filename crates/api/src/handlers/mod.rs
//! HTTP handlers. Each one runs the same explicit pipeline: the [`AuthUser`]
//! extractor authenticates, a policy call authorizes, then the storage
//! collaborator does the read or write.
//!
//! [`AuthUser`]: crate::middleware::auth::AuthUser

pub mod auth;
pub mod messages;
pub mod users;
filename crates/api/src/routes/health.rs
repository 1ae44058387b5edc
use axum::{routing::get, Json, Router};
use serde::Serialize;

use crate::state::AppState;

#[derive(Serialize)]
struct HealthResponse {
    status: &'static str,
    version: &'static str,
}

async fn health_check() -> Json<HealthResponse> {
    Json(HealthResponse {
        status: "ok",
        version: env!("CARGO_PKG_VERSION"),
    })
}

pub fn router() -> Router<AppState> {
    Router::new().route("/health", get(health_check))
}
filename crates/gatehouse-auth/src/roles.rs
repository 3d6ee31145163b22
//! Dynamic role expansion
//!
//! A symbolic authority alias (marked with `~`) expands to a fixed set of
//! literal authority codes. The table is a compile-time constant; there is
//! no persistence and no failure mode beyond "no match".

/// Sigil marking an authority code as a dynamic alias.
pub const ALIAS_SIGIL: char = '~';

const POWER_USER_ROLES: &[&str] = &["security_admin", "admin", "developer"];
const SUPER_USER_ROLES: &[&str] = &["developer"];
const IMPERSONATION_ROLES: &[&str] = &["developer"];
const CONTACT_ADMIN_ROLES: &[&str] = &["admin", "contact_admin"];
const SECURITY_ADMIN_ROLES: &[&str] = &["admin", "security_admin"];
const PROXY_ROLES: &[&str] = &["admin", "proxy"];

/// Keyword table in priority order. An alias containing more than one
/// keyword substring resolves to the first entry listed here, so the order
/// is load-bearing: `~security_proxy` is the security-admin set, not the
/// proxy set.
const KEYWORD_TABLE: &[(&str, &[&str])] = &[
    ("power", POWER_USER_ROLES),
    ("super", SUPER_USER_ROLES),
    ("imperson", IMPERSONATION_ROLES),
    ("contact", CONTACT_ADMIN_ROLES),
    ("security", SECURITY_ADMIN_ROLES),
    ("proxy", PROXY_ROLES),
];

/// Expands alias authority codes into literal code lists.
#[derive(Debug, Clone, Copy)]
pub struct RoleExpander;

impl RoleExpander {
    /// Expand one authority code.
    ///
    /// A literal code returns itself unchanged. An alias returns the
    /// literal set bound to its first matching keyword, or an empty list
    /// when no keyword matches (the authority becomes unsatisfiable).
    pub fn expand(code: &str) -> Vec<String> {
        if !code.contains(ALIAS_SIGIL) {
            return vec![code.to_string()];
        }

        for (keyword, literals) in KEYWORD_TABLE {
            if code.contains(keyword) {
                return literals.iter().map(|c| (*c).to_string()).collect();
            }
        }

        Vec::new()
    }
}
//! Authentication and session error types

use serde::{Deserialize, Serialize};
use thiserror::Error;

/// Errors surfaced by the identity and session collaborators.
///
/// None of these are fatal to request processing: every consumer in this
/// crate degrades to an anonymous, denied, or empty result and logs the
/// failure instead of raising it past the core.
#[derive(Debug, Error, Clone, PartialEq, Eq, Serialize, Deserialize)]
pub enum AuthError {
    /// Upstream principal lookup failed
    #[error("Principal lookup error: {message}")]
    LookupError { message: String },

    /// Authority-grant query failed
    #[error("Authority source error: {message}")]
    AuthorityError { message: String },

    /// Persisted state could not be (de)serialized
    #[error("Serialization error: {message}")]
    SerializationError { message: String },

    /// Attempt ledger append or count failed
    #[error("Attempt ledger error: {message}")]
    LedgerError { message: String },
}

impl AuthError {
    /// Get the error code for log aggregation
    pub fn error_code(&self) -> &'static str {
        match self {
            AuthError::LookupError { .. } => "LOOKUP_ERROR",
            AuthError::AuthorityError { .. } => "AUTHORITY_ERROR",
            AuthError::SerializationError { .. } => "SERIALIZATION_ERROR",
            AuthError::LedgerError { .. } => "LEDGER_ERROR",
        }
    }

    /// Create a principal lookup error
    pub fn lookup_error(message: impl Into<String>) -> Self {
        Self::LookupError {
            message: message.into(),
        }
    }

    /// Create an authority source error
    pub fn authority_error(message: impl Into<String>) -> Self {
        Self::AuthorityError {
            message: message.into(),
        }
    }

    /// Create a ledger error
    pub fn ledger_error(message: impl Into<String>) -> Self {
        Self::LedgerError {
            message: message.into(),
        }
    }
}

impl From<serde_json::Error> for AuthError {
    fn from(err: serde_json::Error) -> Self {
        Self::SerializationError {
            message: err.to_string(),
        }
    }
}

--

*Exercise goal:*
Copy out the range of lines above starting at the line with "async fn health_check()" and ending at the line with "const CONTACT_ADMIN_ROLES: &[&str]", exactly and including both.

*Response:*
async fn health_check() -> Json<HealthResponse> {
    Json(HealthResponse {
        status: "ok",
        version: env!("CARGO_PKG_VERSION"),
    })
}

pub fn router() -> Router<AppState> {
    Router::new().route("/health", get(health_check))
}
filename crates/gatehouse-auth/src/roles.rs
repository 3d6ee31145163b22
//! Dynamic role expansion
//!
//! A symbolic authority alias (marked with `~`) expands to a fixed set of
//! literal authority codes. The table is a compile-time constant; there is
//! no persistence and no failure mode beyond "no match".

/// Sigil marking an authority code as a dynamic alias.
pub const ALIAS_SIGIL: char = '~';

const POWER_USER_ROLES: &[&str] = &["security_admin", "admin", "developer"];
const SUPER_USER_ROLES: &[&str] = &["developer"];
const IMPERSONATION_ROLES: &[&str] = &["developer"];
const CONTACT_ADMIN_ROLES: &[&str] = &["admin", "contact_admin"];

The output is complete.